__HOW TO COMPLETE THIS TASK__: When a line below contains the word "InMemoryProgressStore", copy that line.

[Stored data entries]
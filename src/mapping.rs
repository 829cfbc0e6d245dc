//! Detection label → activity id mapping.

use std::collections::BTreeMap;

/// Maps AI bounding-box labels to one or more catalog activity ids.
///
/// A single label may expand to several activities: an employee in frame can
/// be doing any of the employee activities, so `person-employee` yields a
/// detection for each of them.
#[derive(Clone, Debug, PartialEq, Eq)]
pub struct LabelMapper {
    table: BTreeMap<String, Vec<i64>>,
}

impl Default for LabelMapper {
    fn default() -> Self {
        let mut table = BTreeMap::new();
        // Sales desk, stretching, cleaning, making calls.
        table.insert("person-employee".to_string(), vec![1, 2, 3, 4]);
        // Intake.
        table.insert("person-customer".to_string(), vec![5]);
        table.insert("stretching".to_string(), vec![2]);
        Self { table }
    }
}

impl LabelMapper {
    /// A mapper with no labels at all.
    pub fn empty() -> Self {
        Self {
            table: BTreeMap::new(),
        }
    }

    pub fn with_overrides<I, S>(overrides: I) -> Self
    where
        I: IntoIterator<Item = (S, Vec<i64>)>,
        S: Into<String>,
    {
        let mut mapper = Self::default();
        mapper.merge_overrides(overrides);
        mapper
    }

    /// Activity ids for `label`, empty when the label is unknown.
    ///
    /// Matching is exact: labels are produced by the detector vocabulary, not
    /// typed by people.
    pub fn resolve(&self, label: &str) -> &[i64] {
        self.table.get(label).map(Vec::as_slice).unwrap_or(&[])
    }

    /// Merges caller-supplied entries. A later entry for the same label
    /// replaces the earlier one.
    pub fn merge_overrides<I, S>(&mut self, overrides: I)
    where
        I: IntoIterator<Item = (S, Vec<i64>)>,
        S: Into<String>,
    {
        for (label, ids) in overrides {
            let mut unique = Vec::with_capacity(ids.len());
            for id in ids {
                if !unique.contains(&id) {
                    unique.push(id);
                }
            }
            self.table.insert(label.into(), unique);
        }
    }

    pub fn labels(&self) -> impl Iterator<Item = &str> {
        self.table.keys().map(String::as_str)
    }

    pub fn len(&self) -> usize {
        self.table.len()
    }

    pub fn is_empty(&self) -> bool {
        self.table.is_empty()
    }
}

#[cfg(test)]
mod tests {
    use super::*;

    #[test]
    fn default_table() {
        let mapper = LabelMapper::default();
        assert_eq!(mapper.resolve("person-employee"), &[1, 2, 3, 4]);
        assert_eq!(mapper.resolve("person-customer"), &[5]);
        assert_eq!(mapper.resolve("stretching"), &[2]);
        assert_eq!(mapper.len(), 3);
    }

    #[test]
    fn unknown_label_resolves_to_nothing() {
        let mapper = LabelMapper::default();
        assert!(mapper.resolve("forklift").is_empty());
        assert!(mapper.resolve("").is_empty());
        assert!(mapper.resolve("Person-Employee").is_empty());
    }

    #[test]
    fn overrides_replace_and_extend() {
        let mut mapper = LabelMapper::default();
        mapper.merge_overrides(vec![
            ("stretching", vec![7]),
            ("mopping", vec![3, 3, 6]),
            ("stretching", vec![8, 2]),
        ]);
        assert_eq!(mapper.resolve("stretching"), &[8, 2]);
        assert_eq!(mapper.resolve("mopping"), &[3, 6]);
        assert_eq!(mapper.resolve("person-customer"), &[5]);
    }

    #[test]
    fn empty_mapper_has_no_labels() {
        let mapper = LabelMapper::empty();
        assert!(mapper.is_empty());
        assert_eq!(mapper.labels().count(), 0);
    }
}
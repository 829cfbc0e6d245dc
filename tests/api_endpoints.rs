use anyhow::Result;
use chrono::NaiveDate;
use serde_json::Value;
use std::io::{Read, Write};
use std::net::TcpStream;
use std::sync::Arc;
use tempfile::tempdir;

use activity_audit::api::{ApiConfig, ApiHandle, ApiServer};
use activity_audit::{AuditService, InMemoryProgressStore, ReconciliationEngine, SqliteAuditStore};

const DETECTIONS: &str = r#"[{"timestamp": "2024-01-15T10:30:12Z", "camera": "cam-1",
  "bounds": [{"label": "person-customer", "confidence": 0.88}]}]"#;

fn read_response(stream: &mut TcpStream) -> Result<(String, Value)> {
    let mut response = String::new();
    stream.read_to_string(&mut response)?;
    let mut parts = response.splitn(2, "\r\n\r\n");
    let headers = parts.next().unwrap_or("").to_string();
    let body = parts.next().unwrap_or("");
    let json = if body.is_empty() {
        Value::Null
    } else {
        serde_json::from_str(body)?
    };
    Ok((headers, json))
}

struct TestApi {
    _dir: tempfile::TempDir,
    api_handle: Option<ApiHandle>,
}

impl TestApi {
    fn new(max_upload_bytes: usize) -> Result<Self> {
        let dir = tempdir()?;
        let db_path = dir.path().join("audit.db");
        let store = SqliteAuditStore::open(&db_path.to_string_lossy())?;
        store.insert_activity(5, "Intake")?;
        let day = NaiveDate::from_ymd_opt(2024, 1, 15).unwrap();
        let sm = store.insert_store_monitoring("101", "7", day)?;
        store.insert_monitoring_activity(sm, 5, "2024-01-15 10:30:00", "cam-1", None)?;
        store.insert_monitoring_activity(sm, 5, "2024-01-15 16:45:00", "cam-3", None)?;

        let service = AuditService::new(
            ReconciliationEngine::default(),
            Arc::new(store),
            Arc::new(InMemoryProgressStore::new()),
        );
        let api_config = ApiConfig {
            addr: "127.0.0.1:0".to_string(),
            max_upload_bytes,
            ..ApiConfig::default()
        };
        let api_handle = ApiServer::new(api_config, Arc::new(service)).spawn()?;

        Ok(Self {
            _dir: dir,
            api_handle: Some(api_handle),
        })
    }

    fn handle(&self) -> &ApiHandle {
        self.api_handle
            .as_ref()
            .expect("test API handle should be initialized")
    }

    fn send(&self, request: &str) -> Result<(String, Value)> {
        let mut stream = TcpStream::connect(self.handle().addr)?;
        stream.write_all(request.as_bytes())?;
        read_response(&mut stream)
    }

    fn get(&self, path: &str) -> Result<(String, Value)> {
        self.send(&format!("GET {} HTTP/1.1\r\nHost: localhost\r\n\r\n", path))
    }

    fn post(&self, path: &str, body: &str) -> Result<(String, Value)> {
        self.send(&format!(
            "POST {} HTTP/1.1\r\nHost: localhost\r\nContent-Type: application/json\r\nContent-Length: {}\r\n\r\n{}",
            path,
            body.len(),
            body
        ))
    }
}

impl Drop for TestApi {
    fn drop(&mut self) {
        if let Some(handle) = self.api_handle.take() {
            handle.stop().expect("failed to stop API server");
        }
    }
}

#[test]
fn health_and_activities() -> Result<()> {
    let api = TestApi::new(1024 * 1024)?;

    let (headers, body) = api.get("/api/health")?;
    assert!(headers.contains("200 OK"));
    assert_eq!(body["status"], "healthy");
    assert!(body["timestamp"].is_string());

    let (headers, body) = api.get("/api/activities")?;
    assert!(headers.contains("200 OK"));
    assert_eq!(body["count"], 1);
    assert_eq!(body["data"][0]["name"], "Intake");
    Ok(())
}

#[test]
fn activity_lookup_by_id() -> Result<()> {
    let api = TestApi::new(1024 * 1024)?;

    let (headers, body) = api.get("/api/activities/5")?;
    assert!(headers.contains("200 OK"));
    assert_eq!(body["success"], true);
    assert_eq!(body["activity"]["id"], 5);
    assert_eq!(body["activity"]["name"], "Intake");

    let (headers, body) = api.get("/api/activities/42")?;
    assert!(headers.contains("404 Not Found"));
    assert_eq!(body["message"], "Activity with ID 42 not found");

    let (headers, body) = api.get("/api/activities/five")?;
    assert!(headers.contains("400 Bad Request"));
    assert_eq!(body["success"], false);
    Ok(())
}

#[test]
fn compare_then_history() -> Result<()> {
    let api = TestApi::new(1024 * 1024)?;

    let (headers, body) = api.post(
        "/api/monitoring/compare?storeId=101&companyId=7&monitoringDate=2024-01-15&processId=proc-http-1",
        DETECTIONS,
    )?;
    assert!(headers.contains("200 OK"), "{}", headers);
    assert_eq!(body["success"], true);
    assert_eq!(body["processId"], "proc-http-1");
    assert_eq!(body["data"]["matchedCount"], 1);
    assert_eq!(body["data"]["unmatchedCount"], 1);
    assert_eq!(body["data"]["accuracyPercentage"], 50.0);
    assert_eq!(body["data"]["metadata"]["storeId"], "101");

    let (headers, body) = api.get("/api/monitoring/history?storeId=101")?;
    assert!(headers.contains("200 OK"));
    assert_eq!(body["count"], 1);
    assert_eq!(body["data"][0]["totalMatches"], 1);

    let (_, body) = api.get("/api/monitoring/history?storeId=999")?;
    assert_eq!(body["count"], 0);
    Ok(())
}

#[test]
fn compare_without_metadata_is_bad_request() -> Result<()> {
    let api = TestApi::new(1024 * 1024)?;
    let (headers, body) = api.post("/api/monitoring/compare", DETECTIONS)?;
    assert!(headers.contains("400 Bad Request"));
    assert_eq!(body["success"], false);

    let (headers, _) = api.post("/api/monitoring/compare?storeId=101&companyId=7&monitoringDate=2024-01-15", "{}")?;
    assert!(headers.contains("400 Bad Request"));
    Ok(())
}

#[test]
fn oversized_upload_is_rejected_before_reading() -> Result<()> {
    let api = TestApi::new(64)?;
    let (headers, body) = api.send(
        "POST /api/monitoring/compare?storeId=101 HTTP/1.1\r\nHost: localhost\r\nContent-Length: 4096\r\n\r\n",
    )?;
    assert!(headers.contains("413 Payload Too Large"));
    assert_eq!(body["success"], false);
    Ok(())
}

#[test]
fn progress_and_cleanup_routes() -> Result<()> {
    let api = TestApi::new(1024 * 1024)?;

    let (headers, body) = api.get("/api/monitoring/progress/proc-unknown")?;
    assert!(headers.contains("404 Not Found"));
    assert_eq!(body["message"], "Process not found or already completed");

    let (headers, body) = api.get("/api/monitoring/active-processes")?;
    assert!(headers.contains("200 OK"));
    assert!(body["data"].is_array());

    let (headers, body) =
        api.send("DELETE /api/monitoring/cleanup-progress HTTP/1.1\r\nHost: localhost\r\n\r\n")?;
    assert!(headers.contains("200 OK"));
    assert_eq!(body["cleanedCount"], 0);

    let (headers, _) = api.get("/api/monitoring/cleanup-progress")?;
    assert!(headers.contains("405 Method Not Allowed"));
    Ok(())
}
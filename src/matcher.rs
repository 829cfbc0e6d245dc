//! Joining minute-level detections against ground truth.

use anyhow::{anyhow, Result};
use serde::{Deserialize, Serialize};
use std::collections::HashMap;
use std::str::FromStr;

use crate::dedup::MinuteKey;
use crate::{DeduplicatedEvent, GroundTruthRecord, MatchResult, MatchType, MissResult};

/// How many ground-truth records one detection may satisfy.
#[derive(Clone, Copy, Debug, Default, PartialEq, Eq, Serialize, Deserialize)]
#[serde(rename_all = "snake_case")]
pub enum MatchPolicy {
    /// A detection satisfies every ground-truth record on its key.
    #[default]
    Shared,
    /// A detection is consumed by the first ground-truth record on its key.
    OneToOne,
}

impl MatchPolicy {
    pub fn as_str(self) -> &'static str {
        match self {
            MatchPolicy::Shared => "shared",
            MatchPolicy::OneToOne => "one_to_one",
        }
    }
}

impl FromStr for MatchPolicy {
    type Err = anyhow::Error;

    fn from_str(s: &str) -> Result<Self> {
        match s.trim().to_ascii_lowercase().replace('-', "_").as_str() {
            "shared" | "many_to_many" => Ok(MatchPolicy::Shared),
            "one_to_one" => Ok(MatchPolicy::OneToOne),
            other => Err(anyhow!(
                "unknown match policy {:?} (expected shared or one_to_one)",
                other
            )),
        }
    }
}

#[derive(Clone, Debug, Default, PartialEq)]
pub struct MatchOutcome {
    pub matches: Vec<MatchResult>,
    pub misses: Vec<MissResult>,
}

/// Probes every ground-truth record, in input order, against the detections.
///
/// Detections are indexed by [`MinuteKey`]; with duplicate keys in `detections`
/// the later one wins, which cannot happen for `deduplicate` output.
pub fn match_detections(
    detections: &[DeduplicatedEvent],
    ground_truth: &[GroundTruthRecord],
    policy: MatchPolicy,
) -> MatchOutcome {
    let mut index: HashMap<MinuteKey, &DeduplicatedEvent> = detections
        .iter()
        .map(|d| (MinuteKey::of(&d.event), d))
        .collect();

    let mut outcome = MatchOutcome {
        matches: Vec::new(),
        misses: Vec::new(),
    };

    for record in ground_truth {
        let key = MinuteKey::new(&record.timestamp, record.activity_id, &record.camera);
        let hit = match policy {
            MatchPolicy::Shared => index.get(&key).copied(),
            MatchPolicy::OneToOne => index.remove(&key),
        };
        match hit {
            Some(detection) => outcome.matches.push(MatchResult {
                timestamp: record.timestamp.clone(),
                activity_id: record.activity_id,
                activity_name: record.activity_name.clone(),
                camera: record.camera.clone(),
                confidence: detection.event.confidence,
                zone: detection.event.zone.clone(),
                ground_truth_record_id: record.record_id,
                detection_record_index: detection.event.source_record_index,
                original_detection_count: detection.original_count,
                match_type: MatchType::AccurateDetection,
            }),
            None => outcome.misses.push(MissResult {
                timestamp: record.timestamp.clone(),
                activity_id: record.activity_id,
                activity_name: record.activity_name.clone(),
                camera: record.camera.clone(),
                ground_truth_record_id: record.record_id,
                match_type: MatchType::MissedByAi,
            }),
        }
    }

    log::debug!(
        "matched {} of {} ground-truth records against {} minute-level detections ({})",
        outcome.matches.len(),
        ground_truth.len(),
        detections.len(),
        policy.as_str()
    );
    outcome
}
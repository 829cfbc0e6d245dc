//! Comparison orchestration: input checks, data loading, the engine run and
//! post-processing, with progress reported under the caller's process id.

use anyhow::{Context, Result};
use chrono::NaiveDate;
use std::sync::Arc;

use crate::dedup::parse_timestamp;
use crate::ingest::{parse_detection_json, InputError, RawDetectionRecord};
use crate::progress::{validate_process_id, ProgressStore};
use crate::reconcile::{ReconciliationEngine, ReportMetadata, ResultBundle};
use crate::report::{publish_all, ComparisonLogSink, ResultSink};
use crate::storage::AuditStore;

const LOADING_STEP: &str = "Loading database activities and monitoring data...";
const SAVING_STEP: &str = "Saving results and sending report...";
const DONE_STEP: &str = "Comparison completed successfully!";

/// Caller-supplied scope of one comparison. Missing store, company or date
/// fall back to the first detection record.
#[derive(Clone, Debug, Default, PartialEq, Eq)]
pub struct CompareRequest {
    pub store_id: Option<String>,
    pub company_id: Option<String>,
    pub monitoring_date: Option<String>,
    pub process_id: Option<String>,
}

pub struct AuditService {
    engine: ReconciliationEngine,
    store: Arc<dyn AuditStore>,
    progress: Arc<dyn ProgressStore>,
    sinks: Vec<Arc<dyn ResultSink>>,
}

impl AuditService {
    /// The comparison log of `store` is always the first sink.
    pub fn new(
        engine: ReconciliationEngine,
        store: Arc<dyn AuditStore>,
        progress: Arc<dyn ProgressStore>,
    ) -> Self {
        let log_sink: Arc<dyn ResultSink> = Arc::new(ComparisonLogSink::new(store.clone()));
        Self {
            engine,
            store,
            progress,
            sinks: vec![log_sink],
        }
    }

    pub fn with_sink(mut self, sink: Arc<dyn ResultSink>) -> Self {
        self.sinks.push(sink);
        self
    }

    pub fn engine(&self) -> &ReconciliationEngine {
        &self.engine
    }

    pub fn store(&self) -> &Arc<dyn AuditStore> {
        &self.store
    }

    pub fn progress(&self) -> &Arc<dyn ProgressStore> {
        &self.progress
    }

    /// Runs a comparison for an uploaded detection payload.
    pub fn compare(&self, payload: &[u8], request: &CompareRequest) -> Result<ResultBundle> {
        if let Some(id) = &request.process_id {
            validate_process_id(id)?;
        }
        let records = parse_detection_json(payload)?;
        self.compare_records(&records, request)
    }

    pub fn compare_records(
        &self,
        records: &[RawDetectionRecord],
        request: &CompareRequest,
    ) -> Result<ResultBundle> {
        let metadata = resolve_metadata(request, records)?;
        let process_id = request.process_id.as_deref();

        if let Some(id) = process_id {
            self.progress.initialize(id)?;
            self.progress.update(id, 0, Some(LOADING_STEP))?;
        }

        match self.run_tracked(records, metadata, process_id) {
            Ok(bundle) => Ok(bundle),
            Err(e) => {
                if let Some(id) = process_id {
                    if let Err(cleanup_err) = self.progress.cleanup(id) {
                        log::warn!("progress [{}] cleanup failed: {:#}", id, cleanup_err);
                    }
                }
                Err(e)
            }
        }
    }

    fn run_tracked(
        &self,
        records: &[RawDetectionRecord],
        metadata: ResolvedMetadata,
        process_id: Option<&str>,
    ) -> Result<ResultBundle> {
        log::info!(
            "comparison for store {} company {} on {} ({} records, process {})",
            metadata.store_id,
            metadata.company_id,
            metadata.date,
            records.len(),
            process_id.unwrap_or("none")
        );

        let catalog = self
            .store
            .activity_catalog()
            .context("loading activity catalog")?;
        let ground_truth = self
            .store
            .ground_truth(&metadata.store_id, metadata.date)
            .context("loading monitoring activities")?;

        let progress = process_id.map(|id| (self.progress.as_ref(), id));
        let mut bundle = self
            .engine
            .run(records, &catalog, &ground_truth, progress)?;
        bundle.metadata = Some(ReportMetadata {
            store_id: metadata.store_id,
            company_id: metadata.company_id,
            monitoring_date: metadata.date.to_string(),
            total_records_processed: records.len(),
        });

        if let Some(id) = process_id {
            self.progress.update(id, 4, Some(SAVING_STEP))?;
        }
        let failed = publish_all(&self.sinks, &bundle);
        if failed > 0 {
            log::warn!("{} of {} result sinks failed", failed, self.sinks.len());
        }
        if let Some(id) = process_id {
            self.progress.complete(id, DONE_STEP)?;
        }
        Ok(bundle)
    }
}

struct ResolvedMetadata {
    store_id: String,
    company_id: String,
    date: NaiveDate,
}

fn non_empty(value: Option<&str>) -> Option<String> {
    value
        .map(str::trim)
        .filter(|v| !v.is_empty())
        .map(str::to_string)
}

fn resolve_metadata(
    request: &CompareRequest,
    records: &[RawDetectionRecord],
) -> Result<ResolvedMetadata> {
    let first = records.first();
    let store_id = non_empty(request.store_id.as_deref())
        .or_else(|| first.and_then(|r| non_empty(r.store.as_deref())));
    let company_id = non_empty(request.company_id.as_deref())
        .or_else(|| first.and_then(|r| non_empty(r.company.as_deref())));
    let date = non_empty(request.monitoring_date.as_deref())
        .or_else(|| first.and_then(|r| non_empty(r.date.as_deref())));

    let (Some(store_id), Some(company_id), Some(date)) = (store_id, company_id, date) else {
        return Err(InputError::new(
            "missing required metadata: storeId, companyId, or monitoringDate",
        )
        .into());
    };
    let date = parse_monitoring_date(&date)?;
    Ok(ResolvedMetadata {
        store_id,
        company_id,
        date,
    })
}

/// Accepts `YYYY-MM-DD` or any timestamp form the deduplicator understands.
pub fn parse_monitoring_date(raw: &str) -> Result<NaiveDate> {
    NaiveDate::parse_from_str(raw.trim(), "%Y-%m-%d")
        .ok()
        .or_else(|| parse_timestamp(raw).map(|dt| dt.date_naive()))
        .ok_or_else(|| InputError::new(format!("invalid monitoring date {:?}", raw)).into())
}
//! Minute-level deduplication.
//!
//! Detectors emit several frames per second; ground truth is recorded per
//! minute. Every detection is reduced to a [`MinuteKey`] and detections that
//! share a key collapse into one [`DeduplicatedEvent`].

use chrono::{DateTime, NaiveDate, NaiveDateTime, SecondsFormat, TimeZone, Timelike, Utc};
use std::collections::{HashMap, HashSet};
use std::fmt;

use crate::{DeduplicatedEvent, DetectionEvent};

const NAIVE_FORMATS: &[&str] = &[
    "%Y-%m-%dT%H:%M:%S%.f",
    "%Y-%m-%d %H:%M:%S%.f",
    "%Y-%m-%dT%H:%M",
    "%Y-%m-%d %H:%M",
];

const OFFSET_FORMATS: &[&str] = &[
    "%Y-%m-%dT%H:%M:%S%.f%z",
    "%Y-%m-%d %H:%M:%S%.f%:z",
    "%Y-%m-%d %H:%M:%S%.f%z",
];

/// Parses a detection or ground-truth timestamp into UTC.
///
/// RFC 3339 with an offset is honoured; naive date-times (and bare dates) are
/// taken as UTC.
pub fn parse_timestamp(raw: &str) -> Option<DateTime<Utc>> {
    let raw = raw.trim();
    if raw.is_empty() {
        return None;
    }
    if let Ok(dt) = DateTime::parse_from_rfc3339(raw) {
        return Some(dt.with_timezone(&Utc));
    }
    for fmt in OFFSET_FORMATS {
        if let Ok(dt) = DateTime::parse_from_str(raw, fmt) {
            return Some(dt.with_timezone(&Utc));
        }
    }
    for fmt in NAIVE_FORMATS {
        if let Ok(naive) = NaiveDateTime::parse_from_str(raw, fmt) {
            return Some(Utc.from_utc_datetime(&naive));
        }
    }
    NaiveDate::parse_from_str(raw, "%Y-%m-%d")
        .ok()
        .and_then(|date| date.and_hms_opt(0, 0, 0))
        .map(|naive| Utc.from_utc_datetime(&naive))
}

/// Truncates to the start of the minute in canonical form
/// (`YYYY-MM-DDTHH:MM:00.000Z`). Unparsable input comes back unchanged.
pub fn normalize_to_minute(raw: &str) -> String {
    match parse_timestamp(raw).and_then(truncate_to_minute) {
        Some(minute) => minute.to_rfc3339_opts(SecondsFormat::Millis, true),
        None => raw.to_string(),
    }
}

fn truncate_to_minute(dt: DateTime<Utc>) -> Option<DateTime<Utc>> {
    dt.with_second(0)?.with_nanosecond(0)
}

/// Composite join key shared by deduplication and matching.
#[derive(Clone, Debug, PartialEq, Eq, Hash, PartialOrd, Ord)]
pub struct MinuteKey {
    pub minute: String,
    pub activity_id: i64,
    pub camera: String,
}

impl MinuteKey {
    pub fn new(timestamp: &str, activity_id: i64, camera: &str) -> Self {
        Self {
            minute: normalize_to_minute(timestamp),
            activity_id,
            camera: camera.to_string(),
        }
    }

    pub fn of(event: &DetectionEvent) -> Self {
        Self::new(&event.timestamp, event.activity_id, &event.camera)
    }
}

impl fmt::Display for MinuteKey {
    fn fmt(&self, f: &mut fmt::Formatter<'_>) -> fmt::Result {
        write!(f, "{}|{}|{}", self.minute, self.activity_id, self.camera)
    }
}

/// Collapses events sharing a [`MinuteKey`].
///
/// The first event for a key is the representative; later ones are appended
/// to its `duplicates`. Output follows first-seen key order.
pub fn deduplicate<I>(events: I) -> Vec<DeduplicatedEvent>
where
    I: IntoIterator<Item = DetectionEvent>,
{
    let mut slots: HashMap<MinuteKey, usize> = HashMap::new();
    let mut grouped: Vec<DeduplicatedEvent> = Vec::new();
    let mut total = 0usize;

    for event in events {
        total += 1;
        let key = MinuteKey::of(&event);
        match slots.get(&key) {
            Some(&slot) => grouped[slot].absorb(event),
            None => {
                slots.insert(key, grouped.len());
                grouped.push(DeduplicatedEvent::seed(event));
            }
        }
    }

    let collapsed = grouped.iter().filter(|g| g.original_count > 1).count();
    if collapsed > 0 {
        log::debug!(
            "minute dedup: {} detections -> {} minute keys ({} keys had duplicates)",
            total,
            grouped.len(),
            collapsed
        );
        for group in grouped.iter().filter(|g| g.original_count > 1) {
            log::trace!(
                "  {} at {} ({}): {} entries in the same minute",
                group.event.activity_name,
                group.event.camera,
                group.event.timestamp,
                group.original_count
            );
        }
    }
    grouped
}

/// Number of distinct minute keys, without building the groups.
pub fn count_distinct_minute_keys(events: &[DetectionEvent]) -> usize {
    events.iter().map(MinuteKey::of).collect::<HashSet<_>>().len()
}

__RESPONSE BELOW__:
use activity_audit::{AuditService, InMemoryProgressStore, ReconciliationEngine, SqliteAuditStore};
            Arc::new(InMemoryProgressStore::new()),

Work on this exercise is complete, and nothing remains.